The Christopher G. Moore Foundation announces that it is delighted to announce the 2023 winners of their seventh annual literary prize honouring books that feature human rights themes. This year the Jury and the Moore Foundation Trustees would also like to recognise a remarkable book, written by a 12-year-old refugee from Ukraine, with a Special Prize for Young Authors: You Don’t Know What War Is: The Diary of a Young Girl from Ukraine by Yeva Skalietska (Bloomsbury Children’s Books).


Yeva’s moving diary, written daily as she lived through the first 12 days after the Russian invasion, poignantly illustrates how the war changed her young life forever. Writing for children her own age, Yeva’s book exhibits a maturity of thought and writing ability that is far beyond her years, displaying compelling insight into what conflict is like through the eyes of a child. It is a story the world needs to hear and is essential reading for adults and older children alike.
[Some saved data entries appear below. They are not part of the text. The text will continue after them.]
//! Pure time-of-day math: sun position, ambient light, fog.
//!
//! `compute_daylight` turns a clock value in `[0, 24)` into every lighting
//! parameter the renderer consumes. Deterministic and allocation-free, so
//! it is safe to call from benches and tests.

use crate::chunk::CHUNK_SIZE_I32;
use bevy::prelude::*;

/// Result of the daylight math for a single clock sample.
#[derive(Clone, Copy, Debug, PartialEq)]
pub struct DaylightInfo {
    /// Sine of the solar altitude (-1 midnight .. 1 noon).
    pub sun_height: f32,
    pub is_night: bool,
    /// Dusk-to-night interpolation (0 day .. 1 night).
    pub night_factor: f32,

    /// Direction the sunlight travels (unit vector, pointing down at noon).
    pub sun_direction: Vec3,
    pub sun_color: Vec3,
    pub sun_illuminance: f32,

    pub ambient_color: Vec3,
    pub ambient_brightness: f32,
    /// Tint uniform for the voxel material (RGB color, A strength).
    pub ambient_tint: Vec4,

    /// Sky color at the horizon; fog derives from it.
    pub horizon_color: Vec3,
}

/// Smoothstep helper used throughout the daylight curves.
#[inline]
#[must_use]
pub fn smoothstep(t: f32) -> f32 {
    let t = t.clamp(0.0, 1.0);
    t * t * (3.0 - 2.0 * t)
}

/// Compute lighting parameters for a clock value in `[0, 24)`.
/// 6:00 is sunrise, 12:00 solar noon, 18:00 sunset.
#[must_use]
pub fn compute_daylight(time_of_day: f32) -> DaylightInfo {
    let tod = time_of_day.rem_euclid(24.0);
    let solar_angle = (tod - 6.0) / 12.0 * std::f32::consts::PI;
    let sun_height = solar_angle.sin();

    let night_factor = smoothstep((0.15 - sun_height) / 0.20);
    let is_night = sun_height < -0.05;

    // The sun travels east to west in the XY plane, tilted slightly south.
    let sun_direction =
        Vec3::new(-solar_angle.cos(), -sun_height.max(0.05), -0.3).normalize();

    let day_illuminance = if sun_height < 0.06 {
        let t = (sun_height + 0.06) / 0.12;
        400.0 + smoothstep(t) * 400.0
    } else {
        (1_200.0 + sun_height.max(0.0).powf(1.8) * 3_500.0).min(8_000.0)
    };
    let sun_illuminance = day_illuminance * (1.0 - night_factor);

    let day_color = if sun_height < 0.15 {
        let t = smoothstep((sun_height + 0.05) / 0.20);
        Vec3::new(1.0, 0.5, 0.3).lerp(Vec3::new(1.0, 0.85, 0.7), t)
    } else if sun_height < 0.4 {
        let t = smoothstep((sun_height - 0.15) / 0.25);
        Vec3::new(1.0, 0.85, 0.7).lerp(Vec3::new(1.0, 0.98, 0.95), t)
    } else {
        Vec3::new(1.0, 0.98, 0.95)
    };
    let sun_color = day_color.lerp(Vec3::new(0.6, 0.65, 0.85), night_factor);

    let ambient_color = if is_night {
        Vec3::new(0.04, 0.06, 0.10)
    } else {
        Vec3::new(0.95, 0.95, 1.0).lerp(sun_color, 0.08)
    };
    let ambient_brightness = if is_night {
        0.12
    } else if sun_height < 0.15 {
        0.12 + smoothstep((sun_height + 0.05) / 0.20) * 0.28
    } else {
        (0.32 + (sun_height - 0.15) * 0.18).min(0.65)
    };

    let solar = (sun_height + 1.0) * 0.5;
    let shadow_rgb = Vec3::splat(0.02) * (1.0 + (1.0 - solar) * 0.5) + sun_color * 0.02;
    let ambient_tint = Vec4::new(
        shadow_rgb.x,
        shadow_rgb.y,
        shadow_rgb.z,
        0.70 + (1.0 - solar) * 0.1,
    );

    let horizon_color = Vec3::new(0.55, 0.68, 0.85)
        .lerp(Vec3::new(0.95, 0.55, 0.35), smoothstep(1.0 - sun_height.abs() * 4.0))
        .lerp(Vec3::new(0.02, 0.03, 0.07), night_factor);

    DaylightInfo {
        sun_height,
        is_night,
        night_factor,
        sun_direction,
        sun_color,
        sun_illuminance,
        ambient_color,
        ambient_brightness,
        ambient_tint,
        horizon_color,
    }
}

/// Linear fog band for a view distance in chunks: geometry starts fading at
/// 80% of the loaded radius and is fully fogged past 120%.
#[must_use]
#[allow(clippy::cast_precision_loss)]
pub fn fog_distances(view_distance: i32) -> (f32, f32) {
    let radius = (view_distance * CHUNK_SIZE_I32) as f32;
    (radius * 0.8, radius * 1.2)
}

/// Fog color: the horizon tint scaled by ambient brightness, so distant
/// geometry never reads brighter than nearby geometry.
#[must_use]
pub fn fog_color(info: &DaylightInfo) -> Color {
    let c = info.horizon_color * (info.ambient_brightness / 0.65).clamp(0.1, 1.0);
    Color::srgb(c.x, c.y, c.z)
}

#[cfg(test)]
mod tests {
    use super::*;

    #[test]
    fn noon_is_bright_and_midnight_is_dark() {
        let noon = compute_daylight(12.0);
        let midnight = compute_daylight(0.0);
        assert!(!noon.is_night);
        assert!(midnight.is_night);
        assert!(noon.ambient_brightness > midnight.ambient_brightness);
        assert!(noon.sun_illuminance > 1_000.0);
        assert!(midnight.sun_illuminance < 50.0);
    }

    #[test]
    fn clock_wraps_at_24() {
        assert_eq!(compute_daylight(1.5), compute_daylight(25.5));
    }

    #[test]
    fn brightness_is_continuous_across_dusk() {
        // No jump larger than what 6 simulated minutes can explain.
        let mut prev = compute_daylight(16.0).ambient_brightness;
        let mut t = 16.0;
        while t < 20.0 {
            t += 0.1;
            let next = compute_daylight(t).ambient_brightness;
            assert!((next - prev).abs() < 0.05, "brightness jump at {t}");
            prev = next;
        }
    }

    #[test]
    fn fog_band_scales_with_view_distance() {
        let (start, end) = fog_distances(8);
        assert!((start - 8.0 * 16.0 * 0.8).abs() < f32::EPSILON);
        assert!((end - 8.0 * 16.0 * 1.2).abs() < f32::EPSILON);
        assert!(start < end);
    }

    #[test]
    fn sun_direction_is_unit_and_downward_at_noon() {
        let noon = compute_daylight(12.0);
        assert!((noon.sun_direction.length() - 1.0).abs() < 1e-5);
        assert!(noon.sun_direction.y < -0.5);
    }
}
The Jury said: We are delighted to recognise Yeva’s extraordinary book by awarding this Special Prize for Young Writers. Her story is universal, one that applies as much to Gaza or any war, as it does to what’s happening in Ukraine. It is an extremely poignant, relevant book, written in a way that personalises the conflict – as Yeva and her family faced the terror of fleeing and sheltering from the bombing. We enter her world from a child’s point of view, a world of school, friends and family. ‘You Don’t Know What War Is’ is a book that should be read and discussed by anyone who is interested in understanding the personal cost of current or future conflicts.”